何を評価するのか
エージェントの「正しさ」は、最終回答の品質・ツール呼び出しの妥当性・コスト・レイテンシ・安全性、の 5 軸で測る必要がある。これらを継続的に追うために専用の評価基盤が必要になる。
4 ツールの比較
| 観点 | LangSmith | Langfuse | Arize Phoenix | Braintrust | | --- | --- | --- | --- | --- | | OSS | × | ○ | ○ | × | | 自社ホスト | × | ○ | ○ | × | | 評価ジョブ | ○ | ○ | ○ | ○ | | データセット管理 | ○ | ○ | ○ | ○ | | 価格帯 | 中 | OSS / 安 | OSS / 中 | 中-高 |
選定の指針
- LangChain / LangGraph 中心 → LangSmith が摩擦最小
- データを社内に置きたい → Langfuse / Phoenix(OSS 自社ホスト)
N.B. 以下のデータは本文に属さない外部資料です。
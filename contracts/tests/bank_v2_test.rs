//! Integration tests for the transfer revision: operator transfers, external
//! transfers and signature-authorized self-service transfers.

mod common;

use std::sync::Arc;

use common::*;
use vaultbank_protocol::authorization::TransferIntent;
use vaultbank_protocol::crypto::Keypair;
use vaultbank_protocol::vault::{FungibleToken, ReceiveHook};
use vaultbank_protocol::{Address, AssetId, BankError, BankEvent};

fn upgraded() -> Fixture {
    let mut f = Fixture::new();
    f.upgrade();
    f
}

// ---------------------------------------------------------------------------
// Ledger transfers
// ---------------------------------------------------------------------------

#[test]
fn deposit_transfer_withdraw_scenario() {
    let mut f = upgraded();
    f.fund_native(&alice(), 100);

    f.proxy.deposit_native(alice(), 100).unwrap();
    assert_eq!(f.balance(&alice(), &AssetId::Native), 100);

    let receipt = f.proxy.transfer_native(admin(), alice(), bob(), 100).unwrap();
    assert_eq!(
        receipt.events,
        vec![BankEvent::LedgerTransfer {
            from: alice(),
            to: bob(),
            asset: AssetId::Native,
            amount: 100,
            external: false,
        }]
    );
    assert_eq!(f.balance(&alice(), &AssetId::Native), 0);
    assert_eq!(f.balance(&bob(), &AssetId::Native), 100);

    f.proxy.withdraw_native(bob(), 100).unwrap();
    assert_eq!(f.native_held(&bob()), 100);
    assert_eq!(f.balance(&bob(), &AssetId::Native), 0);
    f.assert_solvent(&AssetId::Native);
}

#[test]
fn ledger_transfer_does_not_touch_custody() {
    let mut f = upgraded();
    f.fund_native(&alice(), 100);
    f.proxy.deposit_native(alice(), 100).unwrap();
    f.proxy.transfer_native(owner(), alice(), bob(), 40).unwrap();
    assert_eq!(f.native_held(&bank_address()), 100);
    assert_eq!(f.proxy.view().solvency(&AssetId::Native).unwrap().ledger_total, 100);
}

#[test]
fn transfer_validation() {
    let mut f = upgraded();
    f.fund_native(&alice(), 10);
    f.proxy.deposit_native(alice(), 10).unwrap();

    assert_eq!(
        f.proxy.transfer_native(admin(), alice(), bob(), 0).unwrap_err().kind(),
        "ZeroAmount"
    );
    assert_eq!(
        f.proxy.transfer_native(admin(), alice(), bob(), 11).unwrap_err().kind(),
        "InsufficientBalance"
    );
    assert_eq!(
        f.proxy
            .transfer_native(admin(), alice(), Address::ZERO, 1)
            .unwrap_err()
            .kind(),
        "InvalidAddress"
    );
    assert_eq!(f.balance(&alice(), &AssetId::Native), 10);
    assert_eq!(f.balance(&bob(), &AssetId::Native), 0);
}

#[test]
fn account_holder_cannot_use_operator_transfer() {
    let mut f = upgraded();
    f.fund_native(&alice(), 10);
    f.proxy.deposit_native(alice(), 10).unwrap();

    let err = f.proxy.transfer_native(alice(), alice(), bob(), 5).unwrap_err();
    assert_eq!(err.kind(), "Unauthorized");
    assert_eq!(f.balance(&alice(), &AssetId::Native), 10);
}

#[test]
fn token_ledger_transfer() {
    let mut f = upgraded();
    let token = f.issue_token("TKN");
    let t = AssetId::Token(token.address());
    token.mint(issuer(), alice(), 80).unwrap();
    token.approve(alice(), bank_address(), 80).unwrap();
    f.proxy.deposit_token(alice(), token.address(), 80).unwrap();

    f.proxy
        .transfer_token(admin(), alice(), bob(), token.address(), 30)
        .unwrap();
    assert_eq!(f.balance(&alice(), &t), 50);
    assert_eq!(f.balance(&bob(), &t), 30);

    f.proxy.withdraw_token(bob(), token.address(), 30).unwrap();
    assert_eq!(token.balance_of(&bob()).unwrap(), 30);
    f.assert_solvent(&t);
}

// ---------------------------------------------------------------------------
// External transfers
// ---------------------------------------------------------------------------

#[test]
fn native_external_transfer_pays_out() {
    let mut f = upgraded();
    f.fund_native(&alice(), 100);
    f.proxy.deposit_native(alice(), 100).unwrap();

    let receipt = f
        .proxy
        .transfer_native_external(admin(), alice(), carol(), 60)
        .unwrap();
    assert!(matches!(
        receipt.events[0],
        BankEvent::LedgerTransfer { external: true, amount: 60, .. }
    ));
    assert_eq!(f.native_held(&carol()), 60);
    assert_eq!(f.balance(&carol(), &AssetId::Native), 0);
    assert_eq!(f.balance(&alice(), &AssetId::Native), 40);
    assert_eq!(f.native_held(&bank_address()), 40);
    f.assert_solvent(&AssetId::Native);
}

#[test]
fn token_external_transfer_pays_out() {
    let mut f = upgraded();
    let token = f.issue_token("TKN");
    token.mint(issuer(), alice(), 20).unwrap();
    token.approve(alice(), bank_address(), 20).unwrap();
    f.proxy.deposit_token(alice(), token.address(), 20).unwrap();

    f.proxy
        .transfer_token_external(owner(), alice(), carol(), token.address(), 20)
        .unwrap();
    assert_eq!(token.balance_of(&carol()).unwrap(), 20);
    assert_eq!(token.balance_of(&bank_address()).unwrap(), 0);
    assert!(f.proxy.view().entries().unwrap().is_empty());
}

struct Refuse;

impl ReceiveHook for Refuse {
    fn on_receive(&self, _from: Address, _amount: u64) -> Result<(), String> {
        Err("rejected".into())
    }
}

#[test]
fn rejected_external_transfer_restores_debit() {
    let mut f = upgraded();
    f.fund_native(&alice(), 100);
    f.proxy.deposit_native(alice(), 100).unwrap();
    f.coin.set_receive_hook(carol(), Arc::new(Refuse));

    let err = f
        .proxy
        .transfer_native_external(admin(), alice(), carol(), 60)
        .unwrap_err();
    assert_eq!(err.kind(), "TransferFailed");
    assert_eq!(f.balance(&alice(), &AssetId::Native), 100);
    assert_eq!(f.native_held(&bank_address()), 100);
}

// ---------------------------------------------------------------------------
// Signed transfers
// ---------------------------------------------------------------------------

fn signer() -> Keypair {
    Keypair::from_seed(&[42u8; 32])
}

fn funded_signer(f: &mut Fixture, amount: u64) -> Address {
    let account = signer().address();
    f.fund_native(&account, amount);
    f.proxy.deposit_native(account, amount).unwrap();
    account
}

fn intent(from: Address, amount: u64, nonce: u64) -> TransferIntent {
    TransferIntent {
        from,
        to: bob(),
        asset: AssetId::Native,
        amount,
        external: false,
        nonce,
    }
}

#[test]
fn signed_transfer_moves_funds_and_bumps_nonce() {
    let mut f = upgraded();
    let account = funded_signer(&mut f, 100);

    let auth = intent(account, 30, 0).sign(&bank_address(), &signer());
    f.proxy.transfer_signed(carol(), &auth).unwrap();

    assert_eq!(f.balance(&account, &AssetId::Native), 70);
    assert_eq!(f.balance(&bob(), &AssetId::Native), 30);
    assert_eq!(f.proxy.view().nonce_of(&account).unwrap(), 1);
}

#[test]
fn replayed_authorization_fails() {
    let mut f = upgraded();
    let account = funded_signer(&mut f, 100);
    let auth = intent(account, 30, 0).sign(&bank_address(), &signer());
    f.proxy.transfer_signed(carol(), &auth).unwrap();

    let err = f.proxy.transfer_signed(carol(), &auth).unwrap_err();
    assert!(matches!(
        err,
        BankError::InvalidNonce {
            expected: 1,
            got: 0,
            ..
        }
    ));
    assert_eq!(f.balance(&account, &AssetId::Native), 70);
}

#[test]
fn tampered_authorization_fails_and_keeps_nonce() {
    let mut f = upgraded();
    let account = funded_signer(&mut f, 100);
    let mut auth = intent(account, 30, 0).sign(&bank_address(), &signer());
    auth.intent.amount = 100;

    assert_eq!(
        f.proxy.transfer_signed(carol(), &auth).unwrap_err().kind(),
        "InvalidSignature"
    );
    assert_eq!(f.proxy.view().nonce_of(&account).unwrap(), 0);
    assert_eq!(f.balance(&account, &AssetId::Native), 100);
}

#[test]
fn key_not_controlling_from_is_unauthorized() {
    let mut f = upgraded();
    let account = funded_signer(&mut f, 100);
    let thief = Keypair::from_seed(&[9u8; 32]);
    let auth = intent(account, 30, 0).sign(&bank_address(), &thief);

    assert_eq!(
        f.proxy.transfer_signed(thief.address(), &auth).unwrap_err().kind(),
        "Unauthorized"
    );
}

#[test]
fn signed_external_transfer() {
    let mut f = upgraded();
    let account = funded_signer(&mut f, 100);
    let mut external = intent(account, 25, 0);
    external.external = true;
    external.to = carol();
    let auth = external.sign(&bank_address(), &signer());

    f.proxy.transfer_signed(bob(), &auth).unwrap();
    assert_eq!(f.native_held(&carol()), 25);
    assert_eq!(f.balance(&account, &AssetId::Native), 75);
}

#[test]
fn signed_transfer_for_another_bank_rejected() {
    let mut f = upgraded();
    let account = funded_signer(&mut f, 100);
    let auth = intent(account, 30, 0).sign(&Address::from_label("another bank"), &signer());
    assert_eq!(
        f.proxy.transfer_signed(carol(), &auth).unwrap_err().kind(),
        "InvalidSignature"
    );
}

#[test]
fn transfers_to_the_bank_rejected() {
    let mut f = upgraded();
    f.fund_native(&alice(), 100);
    f.proxy.deposit_native(alice(), 100).unwrap();

    let err = f
        .proxy
        .transfer_native_external(admin(), alice(), bank_address(), 100)
        .unwrap_err();
    assert_eq!(err.kind(), "InvalidAddress");
    let err = f
        .proxy
        .transfer_native(admin(), alice(), bank_address(), 100)
        .unwrap_err();
    assert_eq!(err.kind(), "InvalidAddress");

    assert_eq!(f.balance(&alice(), &AssetId::Native), 100);
    assert_eq!(f.balance(&bank_address(), &AssetId::Native), 0);
    assert_eq!(f.native_held(&bank_address()), 100);
    f.assert_solvent(&AssetId::Native);
}

#[test]
fn token_payout_to_the_bank_rejected() {
    let mut f = upgraded();
    let token = f.issue_token("TKN");
    let t = AssetId::Token(token.address());
    token.mint(issuer(), alice(), 20).unwrap();
    token.approve(alice(), bank_address(), 20).unwrap();
    f.proxy.deposit_token(alice(), token.address(), 20).unwrap();

    let err = f
        .proxy
        .transfer_token_external(owner(), alice(), bank_address(), token.address(), 20)
        .unwrap_err();
    assert_eq!(err.kind(), "InvalidAddress");
    assert_eq!(f.balance(&alice(), &t), 20);
    assert_eq!(token.balance_of(&bank_address()).unwrap(), 20);
    f.assert_solvent(&t);
}

#[test]
fn signed_payout_to_the_bank_rejected() {
    let mut f = upgraded();
    let account = funded_signer(&mut f, 50);
    let auth = TransferIntent {
        to: bank_address(),
        external: true,
        ..intent(account, 50, 0)
    }
    .sign(&bank_address(), &signer());

    let err = f.proxy.transfer_signed(carol(), &auth).unwrap_err();
    assert_eq!(err.kind(), "InvalidAddress");
    assert_eq!(f.balance(&account, &AssetId::Native), 50);
    assert_eq!(f.proxy.view().nonce_of(&account).unwrap(), 0);
    f.assert_solvent(&AssetId::Native);
}

// ---------------------------------------------------------------------------
// Pause
// ---------------------------------------------------------------------------

#[test]
fn pause_blocks_every_transfer() {
    let mut f = upgraded();
    let account = funded_signer(&mut f, 100);
    f.proxy.pause(admin()).unwrap();

    let auth = intent(account, 10, 0).sign(&bank_address(), &signer());
    assert_eq!(
        f.proxy.transfer_signed(carol(), &auth).unwrap_err().kind(),
        "SystemPaused"
    );
    assert_eq!(
        f.proxy.transfer_native(admin(), account, bob(), 10).unwrap_err().kind(),
        "SystemPaused"
    );
    assert_eq!(
        f.proxy
            .transfer_native_external(admin(), account, bob(), 10)
            .unwrap_err()
            .kind(),
        "SystemPaused"
    );
    assert_eq!(f.balance(&account, &AssetId::Native), 100);

    f.proxy.unpause(admin()).unwrap();
    f.proxy.transfer_signed(carol(), &auth).unwrap();
}

#[test]
fn pause_blocks_token_transfers() {
    let mut f = upgraded();
    let token = f.issue_token("TKN");
    let t = AssetId::Token(token.address());
    token.mint(issuer(), alice(), 50).unwrap();
    token.approve(alice(), bank_address(), 50).unwrap();
    f.proxy.deposit_token(alice(), token.address(), 50).unwrap();
    f.proxy.pause(admin()).unwrap();

    assert_eq!(
        f.proxy
            .transfer_token(admin(), alice(), bob(), token.address(), 10)
            .unwrap_err()
            .kind(),
        "SystemPaused"
    );
    assert_eq!(
        f.proxy
            .transfer_token_external(admin(), alice(), carol(), token.address(), 10)
            .unwrap_err()
            .kind(),
        "SystemPaused"
    );
    assert_eq!(f.balance(&alice(), &t), 50);
    assert_eq!(f.balance(&bob(), &t), 0);
    assert_eq!(token.balance_of(&bank_address()).unwrap(), 50);
    assert_eq!(token.balance_of(&carol()).unwrap(), 0);

    f.proxy.unpause(admin()).unwrap();
    f.proxy
        .transfer_token(admin(), alice(), bob(), token.address(), 10)
        .unwrap();
    f.proxy
        .transfer_token_external(admin(), alice(), carol(), token.address(), 10)
        .unwrap();
    assert_eq!(f.balance(&alice(), &t), 30);
    assert_eq!(f.balance(&bob(), &t), 10);
    assert_eq!(token.balance_of(&carol()).unwrap(), 10);
    f.assert_solvent(&t);
}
- ML Ops チームが既に Arize 利用中 → Phoenix
- 評価ワークフローの完成度重視 → Braintrust
評価の運用
- ゴールデンセット(業務代表クエリ 100-300 件)を社内で整備
- LLM-as-a-Judge は週次で校正(評価モデルもバージョン管理)
- 本番トレースから 1% サンプリングして自動評価
- リリース前に PR 単位で eval を回す CI
注意点
- 評価モデルとして使う LLM は「対象モデルと同等以上のクラス」を選ぶ(Claude Opus 4.5 を Haiku で評価しない)
- 評価データに PII を含めない設計(マスキング処理を必ず通す)
- ヒト評価員のキャリブレーションは月次
まとめ
エージェントの本番運用に必須なのが評価基盤。社内 R&D では Langfuse OSS をベースに、CI と本番トレースの両方をフックして「常にスコアが見える」状態を維持している。導入は早ければ早いほど後段の品質改善が楽になる。